-- Work instructions --
Please show every line in the entries below that includes the word "MemoryEventBus".

-- Task input --
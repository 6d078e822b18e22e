use crate::errors::{EvalError, EvalResult};
use crate::events::{BackoffPolicy, Envelope, EventBus, EventType};
use async_trait::async_trait;
use std::sync::Arc;
use tokio::sync::watch;
use tokio::task::JoinHandle;

#[async_trait]
pub trait EventHandler: Send + Sync {
    fn event_type(&self) -> EventType;

    async fn handle(&self, env: &Envelope) -> EvalResult<()>;

    /// Called once redelivery is no longer allowed; marks the entity failed.
    async fn on_exhausted(&self, env: &Envelope, err: &EvalError) -> EvalResult<()>;
}

#[derive(Debug, Clone, Copy)]
pub struct RetryPolicy {
    pub max_retries: u32,
    pub backoff: BackoffPolicy,
}

/// Pulls envelopes off the bus and runs handlers with the redelivery budget.
pub struct Dispatcher {
    bus: Arc<dyn EventBus>,
    handlers: Vec<(Arc<dyn EventHandler>, usize)>,
    retry: RetryPolicy,
}

impl Dispatcher {
    pub fn new(bus: Arc<dyn EventBus>, retry: RetryPolicy) -> Self {
        Self {
            bus,
            handlers: Vec::new(),
            retry,
        }
    }

    pub fn register(mut self, handler: Arc<dyn EventHandler>, workers: usize) -> Self {
        self.handlers.push((handler, workers.max(1)));
        self
    }

    pub fn spawn(self, shutdown: watch::Receiver<bool>) -> Vec<JoinHandle<()>> {
        let mut handles = Vec::new();
        for (handler, workers) in &self.handlers {
            for worker in 0..*workers {
                let bus = self.bus.clone();
                let handler = handler.clone();
                let retry = self.retry;
                let mut shutdown = shutdown.clone();
                handles.push(tokio::spawn(async move {
                    let t = handler.event_type();
                    tracing::debug!(event = "dispatcher.worker_started", event_type = t.as_str(), worker);
                    loop {
                        if *shutdown.borrow() {
                            break;
                        }
                        tokio::select! {
                            changed = shutdown.changed() => {
                                if changed.is_err() {
                                    break;
                                }
                            }
                            env = bus.next(t) => match env {
                                Some(env) => process(bus.as_ref(), handler.as_ref(), retry, env).await,
                                None => break,
                            }
                        }
                    }
                }));
            }
        }
        handles
    }
}

/// Runs one envelope through a handler and applies the retry decision.
pub async fn process(bus: &dyn EventBus, handler: &dyn EventHandler, retry: RetryPolicy, env: Envelope) {
    let t = env.event_type.as_str();
    let err = match handler.handle(&env).await {
        Ok(()) => return,
        Err(e) => e,
    };

    if err.is_retriable() && env.retry_count < retry.max_retries {
        let delay = retry.backoff.delay(env.retry_count);
        tracing::warn!(
            event = "dispatcher.retry",
            event_type = t,
            retry_count = env.retry_count,
            delay_ms = delay.as_millis() as u64,
            trace_id = %env.trace_id,
            error = %err,
        );
        if let Err(e) = bus.publish_after(env.retried(), delay).await {
            tracing::error!(event = "dispatcher.republish_failed", event_type = t, error = %e);
        }
        return;
    }

    let final_err = if err.is_retriable() {
        EvalError::ExhaustedRetries(format!("last error: {}", err.extra()))
    } else {
        err
    };
    tracing::error!(
        event = "dispatcher.exhausted",
        event_type = t,
        retry_count = env.retry_count,
        trace_id = %env.trace_id,
        error = %final_err,
    );
    if let Err(e) = handler.on_exhausted(&env, &final_err).await {
        tracing::error!(event = "dispatcher.on_exhausted_failed", event_type = t, error = %e);
    }
}

#[cfg(test)]
mod tests {
    use super::*;
    use crate::events::{AggregateCalculateEvent, MemoryEventBus};
    use std::sync::atomic::{AtomicU32, Ordering};
    use std::sync::Mutex;
    use std::time::Duration;

    struct Flaky {
        calls: AtomicU32,
        fail_times: u32,
        exhausted: Mutex<Vec<String>>,
    }

    #[async_trait]
    impl EventHandler for Flaky {
        fn event_type(&self) -> EventType {
            EventType::AggregateCalculate
        }
        async fn handle(&self, _env: &Envelope) -> EvalResult<()> {
            let n = self.calls.fetch_add(1, Ordering::SeqCst);
            if n < self.fail_times {
                Err(EvalError::UpstreamUnavailable("flaky".into()))
            } else {
                Ok(())
            }
        }
        async fn on_exhausted(&self, _env: &Envelope, err: &EvalError) -> EvalResult<()> {
            self.exhausted.lock().unwrap().push(err.to_string());
            Ok(())
        }
    }

    fn policy(max_retries: u32) -> RetryPolicy {
        RetryPolicy {
            max_retries,
            backoff: BackoffPolicy {
                base: Duration::from_millis(1),
                cap: Duration::from_millis(5),
            },
        }
    }

    async fn drive(bus: &MemoryEventBus, h: &Flaky, retry: RetryPolicy, rounds: usize) {
        for _ in 0..rounds {
            let env = tokio::time::timeout(Duration::from_secs(1), bus.next(EventType::AggregateCalculate))
                .await
                .unwrap()
                .unwrap();
            process(bus, h, retry, env).await;
        }
    }

    #[tokio::test]
    async fn test_retries_then_succeeds() {
        let bus = MemoryEventBus::new();
        let h = Flaky {
            calls: AtomicU32::new(0),
            fail_times: 2,
            exhausted: Mutex::new(vec![]),
        };
        let env = Envelope::wrap(&AggregateCalculateEvent { expt_id: 1, space_id: 1 }, "t").unwrap();
        bus.publish(env).await.unwrap();
        drive(&bus, &h, policy(3), 3).await;
        assert_eq!(h.calls.load(Ordering::SeqCst), 3);
        assert!(h.exhausted.lock().unwrap().is_empty());
    }

    #[tokio::test]
    async fn test_exhaustion_calls_handler_once() {
        let bus = MemoryEventBus::new();
        let h = Flaky {
            calls: AtomicU32::new(0),
            fail_times: u32::MAX,
            exhausted: Mutex::new(vec![]),
        };
        let env = Envelope::wrap(&AggregateCalculateEvent { expt_id: 1, space_id: 1 }, "t").unwrap();
        bus.publish(env).await.unwrap();
        drive(&bus, &h, policy(2), 3).await;
        let ex = h.exhausted.lock().unwrap();
        assert_eq!(ex.len(), 1);
        assert!(ex[0].contains("exhausted retries"));
    }
}
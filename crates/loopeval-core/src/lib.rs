pub mod aggregate;
pub mod config;
pub mod context;
pub mod dataset;
pub mod dispatcher;
pub mod engine;
pub mod errors;
pub mod events;
pub mod field_mapping;
pub mod idempotency;
pub mod idgen;
pub mod lock;
pub mod model;
pub mod on_error;
pub mod quota;
pub mod status_cache;
pub mod usage;

pub mod evaluator;
pub mod moderation;
pub mod target;

pub mod gc;
pub mod manager;
pub mod result_view;
pub mod scheduler;
pub mod service;
pub mod storage;
pub mod worker;

pub use errors::{EvalError, EvalResult};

-- Result --
    use crate::events::{AggregateCalculateEvent, MemoryEventBus};
    async fn drive(bus: &MemoryEventBus, h: &Flaky, retry: RetryPolicy, rounds: usize) {
        let bus = MemoryEventBus::new();
        let bus = MemoryEventBus::new();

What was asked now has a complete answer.